=== Work to complete ===
Report every line below that holds the word "ContentBlock".

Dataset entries
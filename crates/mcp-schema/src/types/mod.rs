//! Wire-level request, response, and notification payloads for every
//! MCP operation, plus the shared types (content blocks, capabilities)
//! those payloads are built from.
//!
//! - [`content`]: the shared `ContentBlock`/`Role` union used by tool
//!   results, prompt messages, and sampling messages.
//! - [`tools`], [`resources`], [`prompts`], [`sampling`], [`roots`]:
//!   one module per feature area, each holding that area's
//!   request/response/notification types.
//! - [`client`], [`server`]: `Implementation` info and the capability
//!   structs re-exported from [`crate::protocol::capabilities`].
//! - [`notifications`]: the change notifications, logging level/message
//!   pair, and `ping`.

pub mod client;
pub mod content;
pub mod notifications;
pub mod prompts;
pub mod resources;
pub mod roots;
pub mod sampling;
pub mod server;
pub mod tools;

pub use client::*;
pub use content::*;
pub use notifications::*;
pub use prompts::*;
pub use resources::*;
pub use roots::*;
pub use sampling::*;
pub use server::*;
pub use tools::*;
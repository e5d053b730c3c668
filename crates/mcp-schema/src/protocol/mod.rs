//! JSON-RPC 2.0 framing, the `initialize` handshake messages, and
//! capability negotiation for the Model Context Protocol.
//!
//! `jsonrpc` defines the wire-level message envelope shared by every
//! request, response, and notification. `lifecycle` defines the
//! `initialize` handshake messages. `capabilities` defines the two
//! disjoint capability sets peers advertise during that handshake.
//! `version` carries the supported protocol version list.

pub mod capabilities;
pub mod constants;
pub mod jsonrpc;
pub mod lifecycle;
pub mod version;

pub use capabilities::{
    ClientCapabilities, LoggingCapability, PromptsCapability, ResourcesCapability,
    RootsCapability, SamplingCapability, ServerCapabilities, ToolsCapability,
};
pub use jsonrpc::{
    error_codes, JsonRpcError, JsonRpcMessage, JsonRpcRequest, JsonRpcResponse, RequestId,
    validate_jsonrpc_message,
};
pub use lifecycle::{InitializeRequest, InitializeResponse, InitializedNotification};
pub use version::{is_supported_version, negotiate_version, CURRENT_VERSION, SUPPORTED_VERSIONS};
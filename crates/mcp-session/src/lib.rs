//! The bidirectional JSON-RPC session engine: one symmetric
//! implementation that drives both the client and server side of an MCP
//! connection.
//!
//! A [`Session`] owns a transport, assigns and tracks outbound request
//! ids, dispatches inbound traffic to registered handlers, and enforces
//! the five-state lifecycle (`Uninitialized -> Initializing ->
//! Operating -> Closing -> Closed`). It has no notion of "client" or
//! "server" beyond which handlers get registered under which method
//! names — see `mcp-client` and `mcp-server` for those.

pub mod handlers;
pub mod pending;
pub mod session;
pub mod state;

pub use handlers::{BoxFuture, HandlerTable, NotificationHandler, RequestHandler};
pub use pending::PendingRequestTable;
pub use session::{Session, INITIALIZED_NOTIFICATION};
pub use state::SessionState;
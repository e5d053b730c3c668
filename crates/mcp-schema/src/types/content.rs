//! Unified content block shared by tool results, prompt messages, and
//! sampling messages.
//!
//! The protocol carries the same `{text, image, resource}` tagged union
//! in all three places; one type models it instead of three near-copies.

use serde::{Deserialize, Serialize};

/// Role attached to a message in a prompt or sampling exchange.
#[derive(Debug, Clone, Copy, PartialEq, Eq, Serialize, Deserialize)]
#[serde(rename_all = "lowercase")]
pub enum Role {
    User,
    Assistant,
}

/// A single piece of content: literal text, inline base64 image data,
/// or a reference to a resource read over `resources/read`.
#[derive(Debug, Clone, Serialize, Deserialize, PartialEq)]
#[serde(tag = "type")]
pub enum ContentBlock {
    #[serde(rename = "text")]
    Text { text: String },

    #[serde(rename = "image")]
    Image {
        data: String,
        #[serde(rename = "mimeType")]
        mime_type: String,
    },

    #[serde(rename = "resource")]
    Resource { resource: EmbeddedResource },
}

/// Resource contents embedded directly in a content block, rather than
/// fetched separately via `resources/read`.
#[derive(Debug, Clone, Serialize, Deserialize, PartialEq)]
#[serde(untagged)]
pub enum EmbeddedResource {
    Text {
        uri: String,
        text: String,
        #[serde(rename = "mimeType", skip_serializing_if = "Option::is_none")]
        mime_type: Option<String>,
    },
    Blob {
        uri: String,
        blob: String,
        #[serde(rename = "mimeType")]
        mime_type: String,
    },
}

impl ContentBlock {
    pub fn text(text: impl Into<String>) -> Self {
        Self::Text { text: text.into() }
    }

    pub fn image(data: impl Into<String>, mime_type: impl Into<String>) -> Self {
        Self::Image {
            data: data.into(),
            mime_type: mime_type.into(),
        }
    }

    pub fn resource_text(uri: impl Into<String>, text: impl Into<String>) -> Self {
        Self::Resource {
            resource: EmbeddedResource::Text {
                uri: uri.into(),
                text: text.into(),
                mime_type: None,
            },
        }
    }

    pub fn as_text(&self) -> Option<&str> {
        match self {
            Self::Text { text } => Some(text),
            _ => None,
        }
    }
}
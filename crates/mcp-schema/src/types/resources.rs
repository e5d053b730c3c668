//! Types for the `resources/*` operations: listing, reading, templates,
//! and subscription to change notifications.

use serde::{Deserialize, Serialize};
use serde_json::Value;

#[derive(Debug, Clone, Serialize, Deserialize)]
pub struct Resource {
    pub uri: String,

    pub name: String,

    #[serde(skip_serializing_if = "Option::is_none")]
    pub description: Option<String>,

    #[serde(rename = "mimeType", skip_serializing_if = "Option::is_none")]
    pub mime_type: Option<String>,
}

impl Resource {
    pub fn new(uri: impl Into<String>, name: impl Into<String>) -> Self {
        Self {
            uri: uri.into(),
            name: name.into(),
            description: None,
            mime_type: None,
        }
    }

    pub fn with_description(mut self, description: impl Into<String>) -> Self {
        self.description = Some(description.into());
        self
    }

    pub fn with_mime_type(mut self, mime_type: impl Into<String>) -> Self {
        self.mime_type = Some(mime_type.into());
        self
    }
}

/// A parameterized resource, expressed as an RFC 6570 URI template. The
/// server is responsible for expanding it; the core only carries the
/// wire shape.
#[derive(Debug, Clone, Serialize, Deserialize)]
pub struct ResourceTemplate {
    #[serde(rename = "uriTemplate")]
    pub uri_template: String,

    pub name: String,

    #[serde(skip_serializing_if = "Option::is_none")]
    pub description: Option<String>,

    #[serde(rename = "mimeType", skip_serializing_if = "Option::is_none")]
    pub mime_type: Option<String>,
}

impl ResourceTemplate {
    pub fn new(uri_template: impl Into<String>, name: impl Into<String>) -> Self {
        Self {
            uri_template: uri_template.into(),
            name: name.into(),
            description: None,
            mime_type: None,
        }
    }

    pub fn with_description(mut self, description: impl Into<String>) -> Self {
        self.description = Some(description.into());
        self
    }
}

#[derive(Debug, Clone, Serialize, Deserialize, Default)]
pub struct ReadResourceRequest {
    pub uri: String,
}

#[derive(Debug, Clone, Serialize, Deserialize)]
pub struct ReadResourceResponse {
    pub contents: Vec<ResourceContent>,
}

#[derive(Debug, Clone, Serialize, Deserialize)]
#[serde(tag = "type")]
pub enum ResourceContent {
    #[serde(rename = "text")]
    Text {
        uri: String,
        text: String,
        #[serde(rename = "mimeType", skip_serializing_if = "Option::is_none")]
        mime_type: Option<String>,
    },

    #[serde(rename = "blob")]
    Blob {
        uri: String,
        blob: String,
        #[serde(rename = "mimeType")]
        mime_type: String,
    },
}

impl ResourceContent {
    pub fn text(uri: impl Into<String>, text: impl Into<String>) -> Self {
        Self::Text {
            uri: uri.into(),
            text: text.into(),
            mime_type: Some("text/plain".to_string()),
        }
    }

    pub fn json(uri: impl Into<String>, value: &Value) -> Self {
        Self::Text {
            uri: uri.into(),
            text: serde_json::to_string_pretty(value).unwrap_or_default(),
            mime_type: Some("application/json".to_string()),
        }
    }

    pub fn blob(uri: impl Into<String>, blob: impl Into<String>, mime_type: impl Into<String>) -> Self {
        Self::Blob {
            uri: uri.into(),
            blob: blob.into(),
            mime_type: mime_type.into(),
        }
    }
}

#[derive(Debug, Clone, Serialize, Deserialize, Default)]
pub struct ListResourcesRequest {
    #[serde(skip_serializing_if = "Option::is_none")]
    pub cursor: Option<String>,
}

#[derive(Debug, Clone, Serialize, Deserialize)]
pub struct ListResourcesResponse {
    pub resources: Vec<Resource>,

    #[serde(rename = "nextCursor", skip_serializing_if = "Option::is_none")]
    pub next_cursor: Option<String>,
}

#[derive(Debug, Clone, Serialize, Deserialize, Default)]
pub struct ListResourceTemplatesRequest {
    #[serde(skip_serializing_if = "Option::is_none")]
    pub cursor: Option<String>,
}

#[derive(Debug, Clone, Serialize, Deserialize)]
pub struct ListResourceTemplatesResponse {
    #[serde(rename = "resourceTemplates")]
    pub resource_templates: Vec<ResourceTemplate>,

    #[serde(rename = "nextCursor", skip_serializing_if = "Option::is_none")]
    pub next_cursor: Option<String>,
}

#[derive(Debug, Clone, Serialize, Deserialize)]
pub struct SubscribeRequest {
    pub uri: String,
}

#[derive(Debug, Clone, Serialize, Deserialize)]
pub struct UnsubscribeRequest {
    pub uri: String,
}

#[derive(Debug, Clone, Default, Serialize, Deserialize)]
pub struct SubscribeResponse {}

#[derive(Debug, Clone, Default, Serialize, Deserialize)]
pub struct UnsubscribeResponse {}

/// Sent by the server for any resource a client has subscribed to once
/// its content changes.
#[derive(Debug, Clone, Serialize, Deserialize)]
pub struct ResourceUpdatedNotification {
    pub uri: String,
}

#[cfg(test)]
mod tests {
    use super::*;

    #[test]
    fn resource_template_round_trips_camel_case_fields() {
        let template = ResourceTemplate::new("file:///{path}", "file");
        let json = serde_json::to_value(&template).unwrap();
        assert_eq!(json["uriTemplate"], "file:///{path}");
    }

    #[test]
    fn resource_content_text_defaults_to_text_plain() {
        let content = ResourceContent::text("file:///a", "hello");
        match content {
            ResourceContent::Text { mime_type, .. } => {
                assert_eq!(mime_type, Some("text/plain".to_string()));
            }
            _ => panic!("expected Text variant"),
        }
    }

    #[test]
    fn resource_content_json_serializes_pretty_text() {
        let content = ResourceContent::json("file:///a", &serde_json::json!({"k": "v"}));
        match content {
            ResourceContent::Text { text, mime_type, .. } => {
                assert!(text.contains("k"));
                assert_eq!(mime_type, Some("application/json".to_string()));
            }
            _ => panic!("expected Text variant"),
        }
    }

    #[test]
    fn subscribe_response_serializes_as_empty_object() {
        let json = serde_json::to_value(SubscribeResponse::default()).unwrap();
        assert_eq!(json, serde_json::json!({}));
    }
}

=== Reply ===
//! - [`content`]: the shared `ContentBlock`/`Role` union used by tool
pub enum ContentBlock {
impl ContentBlock {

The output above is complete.